## What is being asked
Return each line of the records below in which the string "only" turns up.

** Source information follows **

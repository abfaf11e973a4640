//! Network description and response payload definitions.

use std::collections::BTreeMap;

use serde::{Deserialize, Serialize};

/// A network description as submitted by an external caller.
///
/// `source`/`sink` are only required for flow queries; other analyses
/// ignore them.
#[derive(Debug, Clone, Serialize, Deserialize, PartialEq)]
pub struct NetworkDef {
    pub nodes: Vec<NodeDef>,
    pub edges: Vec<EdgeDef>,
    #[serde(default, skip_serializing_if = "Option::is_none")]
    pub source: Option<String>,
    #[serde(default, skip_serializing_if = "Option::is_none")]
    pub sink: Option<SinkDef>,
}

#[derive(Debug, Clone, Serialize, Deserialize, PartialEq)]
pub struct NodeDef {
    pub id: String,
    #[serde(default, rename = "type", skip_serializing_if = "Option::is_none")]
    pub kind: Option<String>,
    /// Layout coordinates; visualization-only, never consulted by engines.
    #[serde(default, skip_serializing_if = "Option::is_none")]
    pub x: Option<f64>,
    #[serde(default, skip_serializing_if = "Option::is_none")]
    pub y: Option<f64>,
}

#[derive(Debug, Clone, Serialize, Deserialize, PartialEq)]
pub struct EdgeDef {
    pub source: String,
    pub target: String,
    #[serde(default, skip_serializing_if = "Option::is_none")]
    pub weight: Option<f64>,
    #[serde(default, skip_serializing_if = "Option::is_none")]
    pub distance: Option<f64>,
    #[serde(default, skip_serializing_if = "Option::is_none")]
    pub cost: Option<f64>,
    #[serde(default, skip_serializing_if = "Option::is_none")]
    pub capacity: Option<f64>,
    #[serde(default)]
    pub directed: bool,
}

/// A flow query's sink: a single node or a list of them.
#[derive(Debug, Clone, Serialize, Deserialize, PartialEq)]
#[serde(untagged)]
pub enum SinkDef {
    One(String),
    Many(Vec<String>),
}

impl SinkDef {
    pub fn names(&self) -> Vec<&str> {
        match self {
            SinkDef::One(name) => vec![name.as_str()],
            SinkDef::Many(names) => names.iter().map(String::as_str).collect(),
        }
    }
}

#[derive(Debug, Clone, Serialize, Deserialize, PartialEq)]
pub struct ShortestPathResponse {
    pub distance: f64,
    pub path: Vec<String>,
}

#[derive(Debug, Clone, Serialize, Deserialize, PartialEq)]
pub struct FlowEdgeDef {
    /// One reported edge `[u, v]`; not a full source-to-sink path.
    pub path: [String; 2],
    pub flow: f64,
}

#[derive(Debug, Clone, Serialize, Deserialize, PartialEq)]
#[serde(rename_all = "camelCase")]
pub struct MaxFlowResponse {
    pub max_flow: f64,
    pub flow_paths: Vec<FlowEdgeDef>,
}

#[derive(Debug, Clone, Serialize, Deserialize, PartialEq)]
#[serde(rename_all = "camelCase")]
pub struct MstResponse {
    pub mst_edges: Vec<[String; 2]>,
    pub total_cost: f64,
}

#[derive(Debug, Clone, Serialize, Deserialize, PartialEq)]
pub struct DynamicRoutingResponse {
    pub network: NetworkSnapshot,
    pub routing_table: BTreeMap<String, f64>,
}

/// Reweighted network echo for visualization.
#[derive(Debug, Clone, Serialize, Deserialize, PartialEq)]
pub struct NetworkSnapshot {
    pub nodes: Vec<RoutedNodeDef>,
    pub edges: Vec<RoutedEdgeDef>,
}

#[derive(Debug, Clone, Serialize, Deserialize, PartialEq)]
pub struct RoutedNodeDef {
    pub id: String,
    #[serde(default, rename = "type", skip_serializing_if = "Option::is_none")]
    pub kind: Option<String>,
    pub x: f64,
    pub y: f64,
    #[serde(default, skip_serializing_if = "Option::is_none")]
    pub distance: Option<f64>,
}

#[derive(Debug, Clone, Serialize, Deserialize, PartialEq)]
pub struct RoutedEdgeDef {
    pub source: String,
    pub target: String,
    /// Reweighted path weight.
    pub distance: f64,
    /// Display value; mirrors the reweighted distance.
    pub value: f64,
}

** End of Source information **

## Finished exercise
/// `source`/`sink` are only required for flow queries; other analyses
    /// Layout coordinates; visualization-only, never consulted by engines.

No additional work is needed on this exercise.